A Year of Mindful Mending
with Ruth Katzenstein Souza
Feb 3, June 2, and Nov 3 from 1 -4 p.m. at Ruth’s home, on La Cienega 90035.
A Year of Mindful Mending is being offered to ten Textile Arts LA members who commit to three mending sessions spread over the next year.
In each three-hour session we will explore mending techniques, approaches to transforming garments, piecing, patching, and slow stitching as we create a sewn book or sampler that can be added to and worked on over the year.
We will also be discussing a more thoughtful approach to our consuming and our relationship to our clothes and fashion.
Between sessions there will be projects and ways to incorporate the practice of mending into your daily life and then we’ll be sharing what you have worked on between sessions when we meet up again.
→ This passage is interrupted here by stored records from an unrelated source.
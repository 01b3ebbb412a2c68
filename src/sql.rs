//! SQL statement synthesis.
//!
//! Every builder returns a [`SqlQuery`]: statement text with positional `?N`
//! placeholders plus the text parameters to bind, in order. Identifiers have
//! already passed the allow-list and are quoted here; only raw conditions are
//! spliced in verbatim.

use crate::record::{Condition, FieldSet, Identifier};

/// Catalog lookup for an existing table, parameterized on the name.
///
/// Table names are case-insensitive in SQLite, so the match is too.
pub const TABLE_EXISTS_SQL: &str =
    "SELECT COUNT(*) FROM sqlite_master WHERE type = 'table' AND name = ?1 COLLATE NOCASE";

/// Name of the auto-increment primary key every auto-created table carries.
pub const ID_COLUMN: &str = "id";

/// SQL statement with positional text parameters.
#[derive(Debug, Clone, PartialEq, Eq)]
pub struct SqlQuery {
    pub statement: String,
    pub params: Vec<String>,
}

impl SqlQuery {
    pub fn new(statement: impl Into<String>) -> Self {
        Self {
            statement: statement.into(),
            params: Vec::new(),
        }
    }

    pub fn with_params(mut self, params: Vec<String>) -> Self {
        self.params = params;
        self
    }

    /// Statement with each placeholder replaced by its quoted value.
    ///
    /// For log output only. Never execute the result.
    pub fn render_bound(&self) -> String {
        let mut out = String::with_capacity(self.statement.len());
        let mut rest = self.statement.as_str();
        let mut values = self.params.iter();

        while let Some(pos) = rest.find('?') {
            out.push_str(&rest[..pos]);
            let digits = rest[pos + 1..]
                .bytes()
                .take_while(|b| b.is_ascii_digit())
                .count();
            match values.next() {
                Some(value) => {
                    out.push('\'');
                    out.push_str(&value.replace('\'', "''"));
                    out.push('\'');
                }
                None => out.push_str(&rest[pos..pos + 1 + digits]),
            }
            rest = &rest[pos + 1 + digits..];
        }
        out.push_str(rest);
        out
    }
}

/// `CREATE TABLE` with an `id` primary key and one text column per field.
///
/// A field named `id` is covered by the primary key and gets no extra column.
pub fn create_table(table: &Identifier, fields: &FieldSet) -> SqlQuery {
    let mut columns = vec![format!("{ID_COLUMN} INTEGER PRIMARY KEY AUTOINCREMENT")];
    columns.extend(
        fields
            .columns()
            .filter(|col| !col.same_as(ID_COLUMN))
            .map(|col| format!("{} VARCHAR(255)", col.quoted())),
    );
    SqlQuery::new(format!(
        "CREATE TABLE {} ({})",
        table.quoted(),
        columns.join(", ")
    ))
}

pub fn insert(table: &Identifier, fields: &FieldSet) -> SqlQuery {
    let columns: Vec<String> = fields.columns().map(Identifier::quoted).collect();
    let placeholders: Vec<String> = (1..=fields.len()).map(|i| format!("?{i}")).collect();
    SqlQuery::new(format!(
        "INSERT INTO {} ({}) VALUES ({})",
        table.quoted(),
        columns.join(", "),
        placeholders.join(", ")
    ))
    .with_params(fields.values().map(str::to_string).collect())
}

pub fn update(table: &Identifier, fields: &FieldSet, condition: &Condition) -> SqlQuery {
    let assignments: Vec<String> = fields
        .columns()
        .enumerate()
        .map(|(i, col)| format!("{} = ?{}", col.quoted(), i + 1))
        .collect();
    let mut params: Vec<String> = fields.values().map(str::to_string).collect();
    let filter = where_clause(condition, &mut params);
    SqlQuery::new(format!(
        "UPDATE {} SET {}{}",
        table.quoted(),
        assignments.join(", "),
        filter
    ))
    .with_params(params)
}

pub fn delete(table: &Identifier, condition: &Condition) -> SqlQuery {
    let mut params = Vec::new();
    let filter = where_clause(condition, &mut params);
    SqlQuery::new(format!("DELETE FROM {}{}", table.quoted(), filter)).with_params(params)
}

pub fn select(table: &Identifier, condition: &Condition) -> SqlQuery {
    let mut params = Vec::new();
    let filter = where_clause(condition, &mut params);
    SqlQuery::new(format!("SELECT * FROM {}{}", table.quoted(), filter)).with_params(params)
}

// Appends any bound value to `params` so placeholder numbering continues.
fn where_clause(condition: &Condition, params: &mut Vec<String>) -> String {
    match condition {
        Condition::All => String::new(),
        Condition::Raw(expr) => format!(" WHERE {expr}"),
        Condition::Eq { column, value } => {
            params.push(value.clone());
            format!(" WHERE {} = ?{}", column.quoted(), params.len())
        }
    }
}

#[cfg(test)]
mod tests {
    use super::*;

    fn users() -> Identifier {
        Identifier::new("users").unwrap()
    }

    fn alice() -> FieldSet {
        FieldSet::new()
            .with_field("name", "alice")
            .unwrap()
            .with_field("age", "30")
            .unwrap()
    }

    #[test]
    fn test_create_table_statement() {
        let query = create_table(&users(), &alice());
        assert_eq!(
            query.statement,
            "CREATE TABLE \"users\" (id INTEGER PRIMARY KEY AUTOINCREMENT, \"name\" VARCHAR(255), \"age\" VARCHAR(255))"
        );
        assert!(query.params.is_empty());
    }

    #[test]
    fn test_create_table_skips_explicit_id() {
        let fields = alice().with_field("ID", "7").unwrap();
        let query = create_table(&users(), &fields);
        assert!(!query.statement.contains("\"ID\""));
    }

    #[test]
    fn test_insert_statement() {
        let query = insert(&users(), &alice());
        assert_eq!(
            query.statement,
            "INSERT INTO \"users\" (\"name\", \"age\") VALUES (?1, ?2)"
        );
        assert_eq!(query.params, vec!["alice", "30"]);
    }

    #[test]
    fn test_update_statement_numbers_condition_after_fields() {
        let query = update(&users(), &alice(), &Condition::raw("id = 1"));
        assert_eq!(
            query.statement,
            "UPDATE \"users\" SET \"name\" = ?1, \"age\" = ?2 WHERE id = 1"
        );

        let query = update(&users(), &alice(), &Condition::eq("id", "1").unwrap());
        assert_eq!(
            query.statement,
            "UPDATE \"users\" SET \"name\" = ?1, \"age\" = ?2 WHERE \"id\" = ?3"
        );
        assert_eq!(query.params, vec!["alice", "30", "1"]);
    }

    #[test]
    fn test_delete_and_select_statements() {
        assert_eq!(
            delete(&users(), &Condition::raw("age > 3")).statement,
            "DELETE FROM \"users\" WHERE age > 3"
        );
        assert_eq!(
            select(&users(), &Condition::all()).statement,
            "SELECT * FROM \"users\""
        );
        let query = select(&users(), &Condition::eq("name", "bob").unwrap());
        assert_eq!(query.statement, "SELECT * FROM \"users\" WHERE \"name\" = ?1");
        assert_eq!(query.params, vec!["bob"]);
    }

    #[test]
    fn test_render_bound_is_cosmetic() {
        let query = insert(&users(), &alice().with_field("note", "it's").unwrap());
        assert_eq!(
            query.render_bound(),
            "INSERT INTO \"users\" (\"name\", \"age\", \"note\") VALUES ('alice', '30', 'it''s')"
        );
        // The executable statement keeps its placeholders.
        assert!(query.statement.contains("?3"));
    }
}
In this time of overwhelm where the environment is facing so many perils, mending what we can and joining in community is truly very healing.
An approach to seeing the beauty in the repair is to embrace the idea of Kintsugi or “Golden Mending” which celebrates the story of the repair and the visible mend.
Hopefully more mending circles will grow out of our focused time together and each mender will use this information in their own way to enhance their life, share it with others and to view textiles and clothing with a new lens.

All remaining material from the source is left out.